We will find out how fast these five flood fills really are.
Introduction
A couple of years ago, I wrote a floodfill program here. Later, I found that it is not working right on all possible shapes to be filled. Now I am back with an improved version, Border Trace. And yet another algorithm, CrissCross
.
I will compare my floodfill code with some other algorithms that claim to perform fast floodfill. The three that I will compare my methods to are:
The Five Flood Fill Algorithms
The three competitors to my code share a basic idea: going from left to right to fill source-color pixels with the destination color, while checking up and down of each pixel if there are source-colored pixels there; these are pushed to a stack and processed later. There are different optimisations in each method: because basically a pixel may need checking multiple times for its color. The Quickfill algorithm checks the appearance of already processed ones in a second "visited" stack. The Linear Queue has an extra array that marks pixels as checked. The Efficient Fill relies solely on checking for the source color. That is efficient indeed, in the case of a plain fill where just 1 color is replaced by another. But there is another use for flood fill too, when the source color is replaced by an image. Because in that case, the image that replaces the source color can contain that same color, Efficient Fill cannot perform the image fill.

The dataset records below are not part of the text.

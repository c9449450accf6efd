//! Semantic subdevice events.

/// A semantic event decoded from one subdevice state record.
///
/// One record can yield several events (a dual wall switch pressed on both
/// channels, a weather report with temperature and humidity).
#[derive(Debug, Clone, PartialEq)]
pub enum DeviceEvent {
    /// Button click. `step` counts presses within the debounce window for
    /// the step-counted wall switches and is always `1` for plain remotes.
    Click { step: u32 },
    DoubleClick,
    LongClickPress,
    LongClickRelease,
    /// Contact sensor opened.
    Open,
    /// Contact sensor closed.
    Closed,
    MotionDetected,
    /// Degrees Celsius.
    Temperature { celsius: f32 },
    /// Relative humidity, percent.
    Humidity { percent: f32 },
    /// Atmospheric pressure, kPa.
    Pressure { kilopascal: f32 },
    Leak,
    LeakCleared,
    /// Cube gesture tag as reported (`flip90`, `shake_air`, `tap_twice`, ...).
    CubeAction { action: String },
    /// Cube twisted around its vertical axis.
    CubeRotate { degrees: i32 },
    SmokeAlarm,
    SmokeCleared,
}
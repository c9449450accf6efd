//! Outbound command payloads.

use serde::Serialize;

use crate::error::{ProtocolError, Result};

/// Inner `data` object of a light write. Field order matches the wire.
#[derive(Serialize)]
struct LightWrite<'a> {
    rgb: u32,
    key: &'a str,
}

/// Inner `data` object of a sound write.
#[derive(Serialize)]
struct SoundWrite<'a> {
    mid: u32,
    vol: u8,
    key: &'a str,
}

/// An outbound command to the gateway.
///
/// Serialized with `cmd` as the tag. For writes, `data` is a JSON-encoded
/// string (the protocol double-encodes the inner object), carrying the
/// session key that authorizes the actuation.
#[derive(Debug, Clone, PartialEq, Eq, Serialize)]
#[serde(tag = "cmd", rename_all = "snake_case")]
pub enum Command {
    /// Discovery request; the gateway answers with `get_id_list_ack`.
    GetIdList,
    /// Read the current state of one device.
    Read { sid: String },
    /// Actuation write against the gateway itself.
    Write {
        model: String,
        sid: String,
        short_id: u32,
        data: String,
    },
}

impl Command {
    /// Read command for the given device id.
    pub fn read(sid: impl Into<String>) -> Self {
        Command::Read { sid: sid.into() }
    }

    /// Write the gateway ring light: `rgb` packs intensity and color as
    /// big-endian `intensity, r, g, b`.
    pub fn write_light(sid: impl Into<String>, rgb: u32, key: &str) -> Result<Self> {
        let data =
            serde_json::to_string(&LightWrite { rgb, key }).map_err(ProtocolError::Encode)?;
        Ok(Command::Write {
            model: "gateway".to_string(),
            sid: sid.into(),
            short_id: 0,
            data,
        })
    }

    /// Play a sound (`mid`) at the given volume through the gateway speaker.
    pub fn write_sound(sid: impl Into<String>, mid: u32, vol: u8, key: &str) -> Result<Self> {
        let data =
            serde_json::to_string(&SoundWrite { mid, vol, key }).map_err(ProtocolError::Encode)?;
        Ok(Command::Write {
            model: "gateway".to_string(),
            sid: sid.into(),
            short_id: 0,
            data,
        })
    }

    /// Encode for transmission.
    ///
    /// # Errors
    ///
    /// Returns [`ProtocolError::Encode`] if serialization fails.
    pub fn to_payload(&self) -> Result<String> {
        serde_json::to_string(self).map_err(ProtocolError::Encode)
    }
}
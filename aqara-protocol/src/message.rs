//! Inbound message envelope and command classification.

use serde::Deserialize;

use crate::error::{ProtocolError, Result};
use crate::state::DeviceState;

/// Command discriminator of an inbound message.
///
/// Only the four commands below carry meaning for the client; everything
/// else (e.g. `iam`, `write_ack`, unknown future commands) classifies as
/// [`CommandKind::Unknown`] and is dropped upstream without error.
#[derive(Debug, Clone, Copy, PartialEq, Eq)]
pub enum CommandKind {
    /// Response to discovery: carries the current token and the id list.
    GetIdListAck,
    /// Response to a per-device read.
    ReadAck,
    /// Periodic gateway liveness beacon; rotates the token.
    Heartbeat,
    /// Unsolicited state report from the gateway or a subdevice.
    Report,
    /// Any other command value.
    Unknown,
}

impl CommandKind {
    /// Classify a raw `cmd` value.
    pub fn from_cmd(cmd: &str) -> Self {
        match cmd {
            "get_id_list_ack" => CommandKind::GetIdListAck,
            "read_ack" => CommandKind::ReadAck,
            "heartbeat" => CommandKind::Heartbeat,
            "report" => CommandKind::Report,
            _ => CommandKind::Unknown,
        }
    }
}

/// An inbound message as handed over by the transport layer.
///
/// The `data` field, when present, is a JSON-encoded string holding the
/// actual state record; decode it with [`Message::decode_data`].
#[derive(Debug, Clone, Deserialize)]
pub struct Message {
    cmd: String,
    sid: String,
    #[serde(default)]
    model: Option<String>,
    #[serde(default)]
    token: Option<String>,
    #[serde(default)]
    data: Option<String>,
}

impl Message {
    /// Parse a raw datagram payload into a message envelope.
    ///
    /// # Errors
    ///
    /// Returns [`ProtocolError::MalformedMessage`] if the payload is not a
    /// valid envelope. An unrecognized `cmd` value is not an error.
    pub fn parse(payload: &str) -> Result<Self> {
        serde_json::from_str(payload).map_err(ProtocolError::MalformedMessage)
    }

    /// Raw `cmd` value.
    pub fn cmd(&self) -> &str {
        &self.cmd
    }

    /// Command discriminator.
    pub fn kind(&self) -> CommandKind {
        CommandKind::from_cmd(&self.cmd)
    }

    /// Device id this message concerns.
    pub fn sid(&self) -> &str {
        &self.sid
    }

    /// Device type tag, present on `read_ack` and `report`.
    pub fn model(&self) -> Option<&str> {
        self.model.as_deref()
    }

    /// Rotating token, present on `heartbeat` and `get_id_list_ack`.
    pub fn token(&self) -> Option<&str> {
        self.token.as_deref()
    }

    /// Raw inner `data` payload, still JSON-encoded.
    pub fn data(&self) -> Option<&str> {
        self.data.as_deref()
    }

    /// Decode the inner `data` payload into a [`DeviceState`] record.
    ///
    /// # Errors
    ///
    /// Returns [`ProtocolError::MissingData`] if the message carries no
    /// `data` field, or [`ProtocolError::MalformedData`] if the inner JSON
    /// does not decode.
    pub fn decode_data(&self) -> Result<DeviceState> {
        let raw = self.data.as_deref().ok_or(ProtocolError::MissingData)?;
        DeviceState::from_json(raw)
    }
}
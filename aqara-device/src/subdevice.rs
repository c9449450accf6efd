//! Subdevice instances and state decoding.

use std::time::Instant;

use aqara_protocol::DeviceState;

use crate::event::DeviceEvent;
use crate::kind::DeviceKind;
use crate::multi_click::MultiClick;

/// Per-kind transient state. Most kinds are stateless decoders; only the
/// wall switches carry their click step counters.
#[derive(Debug, Clone)]
enum Variant {
    Magnet,
    Switch,
    WallSwitchSingle {
        channel_0: MultiClick,
    },
    WallSwitchDual {
        channel_0: MultiClick,
        channel_1: MultiClick,
    },
    Motion,
    Weather,
    Leak,
    Cube,
    Smoke,
}

/// One registered subdevice.
///
/// Created by the gateway when a previously unseen id shows up in a
/// discovery read, and fed every state record routed to its id. Decoding a
/// record yields zero or more [`DeviceEvent`]s.
#[derive(Debug, Clone)]
pub struct Subdevice {
    sid: String,
    variant: Variant,
}

impl Subdevice {
    /// Create a subdevice of the given kind.
    pub fn new(sid: impl Into<String>, kind: DeviceKind) -> Self {
        let variant = match kind {
            DeviceKind::Magnet => Variant::Magnet,
            DeviceKind::Switch => Variant::Switch,
            DeviceKind::WallSwitchSingle => Variant::WallSwitchSingle {
                channel_0: MultiClick::default(),
            },
            DeviceKind::WallSwitchDual => Variant::WallSwitchDual {
                channel_0: MultiClick::default(),
                channel_1: MultiClick::default(),
            },
            DeviceKind::Motion => Variant::Motion,
            DeviceKind::Weather => Variant::Weather,
            DeviceKind::Leak => Variant::Leak,
            DeviceKind::Cube => Variant::Cube,
            DeviceKind::Smoke => Variant::Smoke,
        };
        Self {
            sid: sid.into(),
            variant,
        }
    }

    /// Registry id. For a dual wall switch this carries the `_left` /
    /// `_right` suffix, not the physical device id.
    pub fn sid(&self) -> &str {
        &self.sid
    }

    /// Kind of this subdevice.
    pub fn kind(&self) -> DeviceKind {
        match self.variant {
            Variant::Magnet => DeviceKind::Magnet,
            Variant::Switch => DeviceKind::Switch,
            Variant::WallSwitchSingle { .. } => DeviceKind::WallSwitchSingle,
            Variant::WallSwitchDual { .. } => DeviceKind::WallSwitchDual,
            Variant::Motion => DeviceKind::Motion,
            Variant::Weather => DeviceKind::Weather,
            Variant::Leak => DeviceKind::Leak,
            Variant::Cube => DeviceKind::Cube,
            Variant::Smoke => DeviceKind::Smoke,
        }
    }

    /// Decode a state record into semantic events, updating any transient
    /// state (click step counters) as a side effect.
    ///
    /// `now` is the arrival time of the record; it drives the multi-click
    /// debounce window.
    pub fn handle_state(&mut self, state: &DeviceState, now: Instant) -> Vec<DeviceEvent> {
        let mut events = Vec::new();
        match &mut self.variant {
            Variant::Magnet => match state.status.as_deref() {
                Some("open") => events.push(DeviceEvent::Open),
                Some("close") => events.push(DeviceEvent::Closed),
                Some(other) => {
                    tracing::debug!(sid = %self.sid, status = other, "unhandled magnet status");
                }
                None => {}
            },
            Variant::Switch => match state.status.as_deref() {
                Some("click") => events.push(DeviceEvent::Click { step: 1 }),
                Some("double_click") => events.push(DeviceEvent::DoubleClick),
                Some("long_click_press") => events.push(DeviceEvent::LongClickPress),
                Some("long_click_release") => events.push(DeviceEvent::LongClickRelease),
                // might be no_close or similar noise
                _ => {}
            },
            Variant::WallSwitchSingle { channel_0 } => {
                // 86sw1 reports a bare channel_0 value for any press; its
                // mere presence is the click (the dual variant differs).
                if state.channel_0.as_deref().is_some_and(|v| !v.is_empty()) {
                    let step = channel_0.click(now);
                    events.push(DeviceEvent::Click { step });
                }
            }
            Variant::WallSwitchDual {
                channel_0,
                channel_1,
            } => {
                if state.channel_0.as_deref() == Some("click") {
                    let step = channel_0.click(now);
                    events.push(DeviceEvent::Click { step });
                }
                if state.channel_1.as_deref() == Some("click") {
                    let step = channel_1.click(now);
                    events.push(DeviceEvent::Click { step });
                }
            }
            Variant::Motion => {
                if state.status.as_deref() == Some("motion") {
                    events.push(DeviceEvent::MotionDetected);
                }
            }
            Variant::Weather => {
                if let Some(celsius) = parse_hundredths(state.temperature.as_deref()) {
                    events.push(DeviceEvent::Temperature { celsius });
                }
                if let Some(percent) = parse_hundredths(state.humidity.as_deref()) {
                    events.push(DeviceEvent::Humidity { percent });
                }
                if let Some(raw) = state.pressure.as_deref() {
                    if let Ok(pascal) = raw.parse::<i32>() {
                        events.push(DeviceEvent::Pressure {
                            kilopascal: pascal as f32 / 1000.0,
                        });
                    }
                }
            }
            Variant::Leak => match state.status.as_deref() {
                Some("leak") => events.push(DeviceEvent::Leak),
                Some("no_leak") => events.push(DeviceEvent::LeakCleared),
                _ => {}
            },
            Variant::Cube => {
                if let Some(action) = state.status.as_deref() {
                    events.push(DeviceEvent::CubeAction {
                        action: action.to_string(),
                    });
                }
                if let Some(rotate) = state.rotate.as_deref() {
                    // "<degrees>,<milliseconds>"
                    if let Some(degrees) = rotate
                        .split(',')
                        .next()
                        .and_then(|d| d.parse::<i32>().ok())
                    {
                        events.push(DeviceEvent::CubeRotate { degrees });
                    }
                }
            }
            Variant::Smoke => match state.alarm.as_deref() {
                Some("1") => events.push(DeviceEvent::SmokeAlarm),
                Some("0") => events.push(DeviceEvent::SmokeCleared),
                _ => {}
            },
        }
        events
    }
}

/// Parse a decimal string of hundredths into a float (`"2233"` → 22.33).
fn parse_hundredths(raw: Option<&str>) -> Option<f32> {
    raw?.parse::<i32>().ok().map(|v| v as f32 / 100.0)
}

My own flood fill BorderTrace
marks the borders of the source color area, that is a different approach. Originally, I used the destination color to mark the border. But that will make the flood fill fail in some cases. What I do now is push each top pixel of the border on a stack, and mark each bottom pixel in a second 2D array. Then pop all top pixels and fill a line going down until the marked bottom. The tricky part is the "islands" inside the source color area that contain another color and must not be filled. The islands are encountered while filling and their borders are marked the same way. Difference is that those borders now partly may have the destination color. This made my algorithm unsuited for filling with an image. My workaround: I first Trace all the border, including island borders, and start filling once all borders are found. This means I visit the stack twice.
And my algorithm CrissCross
is a variation on the first three. Different is that it fills lines in four directions instead of two: up, down, left and right.
Adjustments
To benchmark the algorithms, I made a few adjustments to each of the three competitors so that the basic circumstances are equal. I removed recursion from Efficient Fill, I use a stack instead. And for image fill, I use a second array. I completely rewrote QuickFill
, implementing what I think is the basic idea behind it, skipping all unnecessary extras. One thing I skipped is the sorting of the stack. Another is the second "visited" stack where all the popped entries go to and that is searched for doubles on every push. It is only needed for image fill, and for that, I now use a 2D array to mark the visited pixels: much more efficient. That is the same technique that I use for all except for border tracing. And Linear does not need an extra "checked" array in case of color replacement, so I use that only for the image replacement version.
Tricks to Speed Up
- I directly address the stack that all algorithms need. Instead of popping, I loop through the stack. Because the visited entries are not removed, the stacksize needs to be sufficient: image width * height * entries per "push" is more than enough. For readability or a lesser
stacksize
, one can refer to the versions with pushing and popping. It means a slightly lesser performance. - When benchmarking, I use the auxiliary 2D array multiple times, so it has to be initialized to 0 every time. A fast way is to use
std::fill
but that is for 1D arrays only. So I assign a 1D pointer sB6 to the 2D array sB5 and fill that pointer:
byte sB5[WI][HI], *sB6 = &sB5[0][0];
- I write directly to locked bitmap data. Usually, that is a 24-bits bitmap. The data is 3 bytes per pixel and eventually some padding bytes at the end of each row if the image width is not a multiple of 4. The padding means that "every 3 bytes a pixel" is valid per row, but not overall. I do use a
struct
"color
" with 3 bytes: a pointer for each row is the solution, in an array of pointers of "color
". So I can address every pixel with tB[y][x]
(not [x][y]
!).
Now I have to compare the pixel color with the source color. A function "Same(color1, color2)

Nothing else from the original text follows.